Number of groups of squarefree order

This post is a sort of footnote to the previous post, Estimating the number of groups of a given order.

The following is taken from an answer to a question on Stack Exchange.

In general there is no formula f(n) for the number of groups of order up to isomorphism. However, if n is squarefree (no prime to the power 2 divides n), then Otto Hölder in 1893 proved the following amazing formula

f(n) = \sum_{m \mid n} \prod_p \frac{p^{c(p)} - 1}{p-1}

where p is a prime divisor of n/m and c(p) is the number of prime divisors q of m that satisfy q = 1 (mod p).

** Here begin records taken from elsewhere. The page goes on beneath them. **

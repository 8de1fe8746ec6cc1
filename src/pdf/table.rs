//! Table layout: column widths, row heights and pagination
//!
//! Layout is computed before anything is drawn so that every section's page
//! count is known up front. The summary page needs those counts to print
//! start pages and place links.

use std::ops::Range;

use tracing::debug;

use crate::layout::ContentArea;
use crate::pdf::font::{text_width, truncate_to_width, wrap_text, FontFace};
use crate::sheet::SheetTable;

/// Visual style of a table section
#[derive(Debug, Clone, PartialEq)]
pub struct TableStyle {
    /// Body text size in points
    pub body_font_size: f32,
    /// Header text size in points
    pub header_font_size: f32,
    /// Section heading size in points
    pub title_font_size: f32,
    /// Space between the heading and the table
    pub title_spacing: f32,
    /// Header background gray level (0 = black, 1 = white)
    pub header_background: f32,
    /// Header text gray level
    pub header_text: f32,
    /// Grid line width
    pub grid_width: f32,
    /// Left and right cell padding
    pub padding_x: f32,
    /// Top and bottom cell padding
    pub padding_y: f32,
    /// Extra padding under the header text
    pub header_bottom_padding: f32,
    /// Line height as a multiple of the font size
    pub leading: f32,
    pub min_column_width: f32,
    pub max_column_width: f32,
}

impl Default for TableStyle {
    fn default() -> Self {
        Self {
            body_font_size: 9.0,
            header_font_size: 10.0,
            title_font_size: 14.0,
            title_spacing: 10.0,
            header_background: 0.5,
            header_text: 0.96,
            grid_width: 1.0,
            padding_x: 4.0,
            padding_y: 3.0,
            header_bottom_padding: 12.0,
            leading: 1.2,
            min_column_width: 30.0,
            max_column_width: 220.0,
        }
    }
}

impl TableStyle {
    fn body_line_height(&self) -> f32 {
        self.body_font_size * self.leading
    }

    fn header_line_height(&self) -> f32 {
        self.header_font_size * self.leading
    }

    /// Vertical space taken by the section heading
    pub fn title_height(&self) -> f32 {
        self.title_font_size * self.leading + self.title_spacing
    }
}

/// One laid-out row: wrapped lines per cell and the row height
#[derive(Debug, Clone, PartialEq)]
pub struct RowLayout {
    pub cells: Vec<Vec<String>>,
    pub height: f32,
}

/// Rows placed on one page
#[derive(Debug, Clone, PartialEq)]
pub struct TablePage {
    /// Indices into [`TableLayout::rows`]
    pub rows: Range<usize>,
    /// Whether the section heading is drawn on this page
    pub has_title: bool,
    /// Y coordinate of the top edge of the table on this page
    pub table_top: f32,
}

/// A fully laid-out table section
#[derive(Debug, Clone, PartialEq)]
pub struct TableLayout {
    pub column_widths: Vec<f32>,
    pub header: Option<RowLayout>,
    pub rows: Vec<RowLayout>,
    pub pages: Vec<TablePage>,
}

impl TableLayout {
    pub fn page_count(&self) -> usize {
        self.pages.len()
    }

    pub fn table_width(&self) -> f32 {
        self.column_widths.iter().sum()
    }
}

/// Width each column would like, clamped to the style's bounds
pub fn natural_column_widths(table: &SheetTable, style: &TableStyle) -> Vec<f32> {
    let columns = table.column_count();
    let mut widths = vec![0.0_f32; columns];

    let mut measure = |cells: &[String], face: FontFace, size: f32| {
        for (i, cell) in cells.iter().enumerate().take(columns) {
            let widest = cell
                .lines()
                .map(|line| text_width(face, line.trim_end(), size))
                .fold(0.0, f32::max);
            widths[i] = widths[i].max(widest);
        }
    };

    if let Some(ref header) = table.header {
        measure(header, FontFace::Bold, style.header_font_size);
    }
    for row in &table.rows {
        measure(row, FontFace::Regular, style.body_font_size);
    }

    widths
        .into_iter()
        .map(|w| (w + 2.0 * style.padding_x).clamp(style.min_column_width, style.max_column_width))
        .collect()
}

/// Column widths that fit within `available` points
///
/// Natural widths are used when they fit. Otherwise the widest columns are
/// capped at a common width chosen so that the total equals `available`;
/// narrower columns keep their natural width.
pub fn compute_column_widths(table: &SheetTable, style: &TableStyle, available: f32) -> Vec<f32> {
    let natural = natural_column_widths(table, style);
    fit_widths(&natural, style.min_column_width, available)
}

fn fit_widths(natural: &[f32], min_width: f32, available: f32) -> Vec<f32> {
    let n = natural.len();
    if n == 0 {
        return Vec::new();
    }

    let total: f32 = natural.iter().sum();
    if total <= available {
        return natural.to_vec();
    }

    if min_width * n as f32 >= available {
        return vec![available / n as f32; n];
    }

    let mut sorted = natural.to_vec();
    sorted.sort_by(f32::total_cmp);

    let mut remaining = available;
    let mut cap = available / n as f32;
    for (i, &width) in sorted.iter().enumerate() {
        cap = remaining / (n - i) as f32;
        if width > cap {
            break;
        }
        remaining -= width;
    }

    natural.iter().map(|&w| w.min(cap)).collect()
}

fn layout_row(
    cells: &[String],
    widths: &[f32],
    face: FontFace,
    size: f32,
    line_height: f32,
    vertical_padding: f32,
    padding_x: f32,
) -> RowLayout {
    let wrapped: Vec<Vec<String>> = widths
        .iter()
        .enumerate()
        .map(|(i, &width)| {
            let text = cells.get(i).map(String::as_str).unwrap_or("");
            wrap_text(face, text, size, (width - 2.0 * padding_x).max(1.0))
        })
        .collect();

    let lines = wrapped.iter().map(Vec::len).max().unwrap_or(1).max(1);
    RowLayout {
        cells: wrapped,
        height: lines as f32 * line_height + vertical_padding,
    }
}

/// Cut a row down so that it fits in `limit` points of height
fn clip_row(row: &mut RowLayout, limit: f32, style: &TableStyle, widths: &[f32]) {
    if row.height <= limit {
        return;
    }

    let line_height = style.body_line_height();
    let vertical_padding = 2.0 * style.padding_y;
    let (face, size, padding_x) = (FontFace::Regular, style.body_font_size, style.padding_x);
    let max_lines = (((limit - vertical_padding) / line_height).floor() as usize).max(1);
    for (cell, &width) in row.cells.iter_mut().zip(widths) {
        if cell.len() > max_lines {
            cell.truncate(max_lines);
            if let Some(last) = cell.last_mut() {
                let marked = format!("{} ...", last);
                *last = truncate_to_width(face, &marked, size, (width - 2.0 * padding_x).max(1.0));
            }
        }
    }
    row.height = max_lines as f32 * line_height + vertical_padding;
}

/// Lay a table out on pages of `area`
///
/// The heading (when `with_title` is set) sits on the first page, the header
/// row repeats on every page, and rows never split across pages.
pub fn paginate(table: &SheetTable, style: &TableStyle, area: &ContentArea, with_title: bool) -> TableLayout {
    let column_widths = compute_column_widths(table, style, area.width);

    let header = table.header.as_ref().map(|cells| {
        layout_row(
            cells,
            &column_widths,
            FontFace::Bold,
            style.header_font_size,
            style.header_line_height(),
            style.padding_y + style.header_bottom_padding,
            style.padding_x,
        )
    });
    let header_height = header.as_ref().map_or(0.0, |h| h.height);

    let title_height = if with_title { style.title_height() } else { 0.0 };
    let row_limit = (area.height - header_height - title_height).max(style.body_line_height());

    let rows: Vec<RowLayout> = table
        .rows
        .iter()
        .map(|cells| {
            let mut row = layout_row(
                cells,
                &column_widths,
                FontFace::Regular,
                style.body_font_size,
                style.body_line_height(),
                2.0 * style.padding_y,
                style.padding_x,
            );
            clip_row(&mut row, row_limit, style, &column_widths);
            row
        })
        .collect();

    let mut pages = Vec::new();
    let first_top = area.top() - title_height;
    let mut page_start = 0;
    let mut table_top = first_top;
    let mut y = first_top - header_height;

    for (index, row) in rows.iter().enumerate() {
        if y - row.height < area.bottom && index > page_start {
            pages.push(TablePage {
                rows: page_start..index,
                has_title: pages.is_empty() && with_title,
                table_top,
            });
            page_start = index;
            table_top = area.top();
            y = table_top - header_height;
        }
        y -= row.height;
    }

    pages.push(TablePage {
        rows: page_start..rows.len(),
        has_title: pages.is_empty() && with_title,
        table_top,
    });

    debug!(
        table = %table.name,
        columns = column_widths.len(),
        rows = rows.len(),
        pages = pages.len(),
        "laid out table"
    );

    TableLayout {
        column_widths,
        header,
        rows,
        pages,
    }
}

#[cfg(test)]
mod tests {
    use super::*;

    fn area() -> ContentArea {
        ContentArea {
            left: 72.0,
            bottom: 72.0,
            width: 468.0,
            height: 648.0,
        }
    }

    fn table(columns: usize, rows: usize, cell: &str) -> SheetTable {
        SheetTable {
            name: "Sheet1".to_string(),
            header: Some((0..columns).map(|c| format!("Column {}", c + 1)).collect()),
            rows: (0..rows).map(|_| vec![cell.to_string(); columns]).collect(),
        }
    }

    #[test]
    fn test_natural_widths_fit_unchanged() {
        let style = TableStyle::default();
        let t = table(3, 2, "PASS");
        let natural = natural_column_widths(&t, &style);
        let widths = compute_column_widths(&t, &style, 468.0);
        assert_eq!(widths, natural);
        assert!(widths.iter().all(|&w| w >= style.min_column_width));
    }

    #[test]
    fn test_fit_widths_caps_widest_columns() {
        let widths = fit_widths(&[40.0, 300.0, 500.0], 30.0, 400.0);
        assert_eq!(widths[0], 40.0);
        assert!((widths[1] - 180.0).abs() < 0.01);
        assert!((widths[2] - 180.0).abs() < 0.01);
        assert!((widths.iter().sum::<f32>() - 400.0).abs() < 0.01);
    }

    #[test]
    fn test_fit_widths_too_many_columns() {
        let widths = fit_widths(&[50.0; 20], 30.0, 400.0);
        assert!(widths.iter().all(|&w| (w - 20.0).abs() < 0.01));
    }

    #[test]
    fn test_single_page_table() {
        let style = TableStyle::default();
        let layout = paginate(&table(4, 5, "PASS"), &style, &area(), true);
        assert_eq!(layout.page_count(), 1);
        assert_eq!(layout.pages[0].rows, 0..5);
        assert!(layout.pages[0].has_title);
        assert!((layout.pages[0].table_top - (720.0 - style.title_height())).abs() < 0.01);
    }

    #[test]
    fn test_long_table_spans_pages() {
        let style = TableStyle::default();
        let layout = paginate(&table(3, 200, "x"), &style, &area(), true);
        assert!(layout.page_count() > 1);

        // Every row lands on exactly one page, in order
        let mut next = 0;
        for page in &layout.pages {
            assert_eq!(page.rows.start, next);
            assert!(!page.rows.is_empty());
            next = page.rows.end;
        }
        assert_eq!(next, 200);

        assert!(layout.pages[0].has_title);
        assert!(!layout.pages[1].has_title);
        assert_eq!(layout.pages[1].table_top, 720.0);
    }

    #[test]
    fn test_rows_stay_inside_body() {
        let style = TableStyle::default();
        let area = area();
        let layout = paginate(&table(2, 150, "value"), &style, &area, true);
        let header = layout.header.as_ref().unwrap().height;
        for page in &layout.pages {
            let used: f32 = layout.rows[page.rows.clone()].iter().map(|r| r.height).sum();
            assert!(page.table_top - header - used >= area.bottom - 0.01);
        }
    }

    #[test]
    fn test_header_only_table_has_one_page() {
        let style = TableStyle::default();
        let layout = paginate(&table(3, 0, ""), &style, &area(), true);
        assert_eq!(layout.page_count(), 1);
        assert!(layout.pages[0].rows.is_empty());
    }

    #[test]
    fn test_oversized_row_is_clipped() {
        let style = TableStyle::default();
        let huge = "word ".repeat(5000);
        let layout = paginate(&table(1, 1, &huge), &style, &area(), true);
        let row = &layout.rows[0];
        assert!(row.height <= area().height);
        assert!(row.cells[0].last().unwrap().ends_with("..."));
        assert_eq!(layout.page_count(), 1);
    }

    #[test]
    fn test_wrapping_increases_row_height() {
        let style = TableStyle::default();
        let long = "a fairly long sentence that will never fit in a narrow column of this table";
        let narrow = ContentArea { width: 120.0, ..area() };
        let layout = paginate(&table(2, 1, long), &style, &narrow, false);
        let single_line = style.body_font_size * style.leading + 2.0 * style.padding_y;
        assert!(layout.rows[0].height > single_line);
    }
}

In a sense that can be made precise, about 60% of integers are square free [1]. So Hölder’s formula is often useful, but there are a lot of values it can’t compute.

In this post I develop Python code to implement Hölder’s formula. I’ve tested the code below by comparing it to a table of f(n) for n = 1, 2, 3, …, 100.

from sympy import mobius, divisors, factorint

def squarefree(n):
    return n > 1 and mobius(n) != 0

def prime_divisors(n):
    return list(factorint(n).keys())

def c(p, m):
    return len( [q for q in prime_divisors(m) if q % p == 1] )

def holder(n):
    if not squarefree(n):
        print("Sorry. I can't help you.")
        return None

    s = 0
    for m in divisors(n):
        prod = 1
        for p in prime_divisors(n // m):
            prod *= (p**c(p, m) - 1) // (p - 1)
        s += prod
    return s

[1] The number of square-free integers between 1 and x is asymptotically equal to 6x/π² as x → ∞.